Kira Sözleşmesinde “Kira Bedeli” Çeşitleri
Kira sözleşmesi karşılıklı borç doğuran bir sözleşmedir. Kiracı, kiralananın kullanımı veya kullanımla birlikte ondan yararlanmasının karşılığında kira bedeli ödeme yükümlülüğü atındadır (TBK md 299).
Kiracının kira bedeli ödeme borcu, onun kira sözleşmesinden kaynaklanan asli yükümlülüğüdür.
Kira bedeli borcu, kural olarak bir miktar paranın ödenmesi ile ifa edilir.
Kira bedelinin ödeneceği para cinsi Türk Lirası olarak kararlaştırılabileceği gibi, yabancı bir para cinsi de olabilir (TBK. m. 99). TBK. m. 299, BK m. 260’dan farklı olarak, ücret kavramı yerine kira bedeli kavramına yer verdiği için taraflar para dışında misli bir şeyin, örneğin altın gibi veya misli olmayan bir şeyin verilmesini de kira bedeli olarak kararlaştırabilirler.
Bunların dışında taraflar, kira bedeli olarak bir iş görme ediminin ifasını kararlaştırmışlarsa, yapılan sözleşmeyi kira olarak değil, çifte tipli karma sözleşme olarak nitelendirmek gerekir.
Taraflar kira bedelini sözleşme özgürlüğü çerçevesinde serbestçe belirleyebilirler (TBK md 26-28). Diğer bir ifadeyle, kira sözleşmesi kurulurken taraflar, kira bedelinin niteliği ve miktarı konusunda, sözleşme özgürlüğüne getirilen sınırlamalar (TBK. m. 26-28) saklı kalmak kaydıyla, kira bedelini serbestçe belirleme yetkisine sahiptirler.
Bu belirleme, kira bedelinin ne şekilde ödeneceğine, ödeme zamanına ve miktarına ilişkin olabilecektir. Söz konusu hususlara dair yapılacak anlaşma taraflar için bağlayıcı bir nitelik arz edecektir. Dolayısıyla, taraflar arasında kurulan sözleşmenin kira sözleşmesi olarak nitelendirilebilmesi için bir tarafın kira konusunu kullanılmak üzere devretmesine karşılık olarak, diğer tarafın kira bedeli ödemesi hususunda anlaşmaya varılmış olması gerekir.

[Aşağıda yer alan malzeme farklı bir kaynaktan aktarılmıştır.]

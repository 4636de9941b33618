// Last-resort bar generation. Output is plausible, never real; callers tag
// it with a synthetic source and keep it out of the caches.

use rand::rngs::StdRng;
use rand::seq::SliceRandom;
use rand::{Rng, SeedableRng};

use crate::config::SyntheticConfig;
use crate::market_data::types::{Candle, InstrumentKey, Timeframe};

pub struct SyntheticGenerator<R: Rng> {
    cfg: SyntheticConfig,
    rng: R,
}

impl SyntheticGenerator<StdRng> {
    pub fn from_entropy(cfg: SyntheticConfig) -> Self {
        Self::new(cfg, StdRng::from_entropy())
    }
}

impl<R: Rng> SyntheticGenerator<R> {
    pub fn new(cfg: SyntheticConfig, rng: R) -> Self {
        Self { cfg, rng }
    }

    /// Series whose last close is exactly `anchor`. Built backwards from the
    /// anchor so each open is the previous close.
    pub fn anchored(&mut self, anchor: f64, tf: Timeframe, now: i64) -> Vec<Candle> {
        let n = self.cfg.anchored_bars.max(1);
        let trend = pick(&mut self.rng, &self.cfg.anchored_trend_choices);
        let vol = self
            .rng
            .gen_range(self.cfg.anchored_volatility_min..=self.cfg.anchored_volatility_max);

        let mut closes = vec![anchor; n];
        for i in (1..n).rev() {
            let step = 1.0 + trend + self.rng.gen_range(-vol..=vol);
            closes[i - 1] = closes[i] / step;
        }

        let first_open = closes[0] * (1.0 + self.rng.gen_range(-vol..=vol));
        let stamps = timestamps(n, tf, now);
        let mut bars = Vec::with_capacity(n);
        for i in 0..n {
            let open = if i == 0 { first_open } else { closes[i - 1] };
            let close = closes[i];
            let high = open.max(close) * (1.0 + self.rng.gen_range(0.0..=vol));
            let low = open.min(close) * (1.0 - self.rng.gen_range(0.0..=vol));
            bars.push(Candle::new(stamps[i], open, high, low, close));
        }
        bars
    }

    /// Random walk from a fixed baseline chosen by instrument name.
    pub fn baseline(&mut self, instrument: &InstrumentKey, tf: Timeframe, now: i64) -> Vec<Candle> {
        let n = self.cfg.bars.max(1);
        let mut price = if instrument.as_str().contains("eur") {
            self.cfg.eur_baseline
        } else {
            self.cfg.other_baseline
        };
        let trend = pick(&mut self.rng, &self.cfg.trend_choices);
        let mult = self
            .rng
            .gen_range(self.cfg.volatility_multiplier_min..=self.cfg.volatility_multiplier_max);
        let (oj, bj, wj) = (
            self.cfg.open_jitter * mult,
            self.cfg.body_jitter * mult,
            self.cfg.wick_jitter * mult,
        );

        let stamps = timestamps(n, tf, now);
        let mut bars = Vec::with_capacity(n);
        for ts in stamps {
            let open = price * (1.0 + self.rng.gen_range(-oj..=oj));
            let close = open * (1.0 + trend + self.rng.gen_range(-bj..=bj));
            let high = open.max(close) * (1.0 + self.rng.gen_range(0.0..=wj));
            let low = open.min(close) * (1.0 - self.rng.gen_range(0.0..=wj));
            bars.push(Candle::new(ts, open, high, low, close));
            price = close;
        }
        bars
    }
}

fn pick<R: Rng>(rng: &mut R, choices: &[f64]) -> f64 {
    choices.choose(rng).copied().unwrap_or(0.0)
}

// n uniformly spaced bar starts ending at the bar containing `now`
fn timestamps(n: usize, tf: Timeframe, now: i64) -> Vec<i64> {
    let width = tf.secs() as i64;
    let last = tf.align(now);
    (0..n).map(|i| last - (n - 1 - i) as i64 * width).collect()
}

Kira bedeli, sözleşmede açıkça belirlenebileceği gibi, belirlenebilir nitelikte de olabilir. Kira sözleşmesinin geçerli olarak kurulabilmesi için tarafların kira bedeli ödeneceği hususunda anlaşmış olmaları yeterli olup, söz konusu anlaşmanın mutlaka kira bedelinin miktarını da kapsayacak nitelikte olması şart değildir.
Bir başka ifadeyle, taraflar kiracının kiralananı kullanımının karşılığı olarak kira bedeli ödeyeceğini kararlaştırıp, miktarı belirlememişler ve miktarın belirlenmesini objektif ya da sübjektif bir kritere bağlamışlarsa, sözleşmenin bu halde de geçerli olarak kurulmuş olduğunu kabul etmek gerekir.
Bu durumda kira bedeli baştan “belirli” olmayıp, “belirlenebilir” niteliktedir Hatta taraflar kira bedelinin belirlenmesini üçüncü bir kişiye de bırakabilirler. Bu bağlamda, kira bedelini belirleme yetkisi kendisine bırakılan üçüncü kişi, dürüstlük kuralları çerçevesinde kira bedelini belirlemelidir.
Kira bedeli, bir defada peşin olarak ödenebilir. Fakat uygulamada daha çok kira bedelinin aylık dönemler halinde ödendiği görülmektedir.
Ürün kirası sözleşmesinde de kira bedeli, kural olarak, bir miktar paranın ödenmesi şeklinde kararlaştırılır. Ancak, ürüne katılmalı kira sözleşmesinde kiracı, devşirilen ürünün belirli bir oranını kira bedeli olarak kiraya verene öder (TBK. m. 357/11). Dolayısıyla ürün kirası sözleşmesinde, kira bedeli bir miktar para olabileceği gibi, devşirilen ürünün belirli bir kısmı (oranı) da olabilir.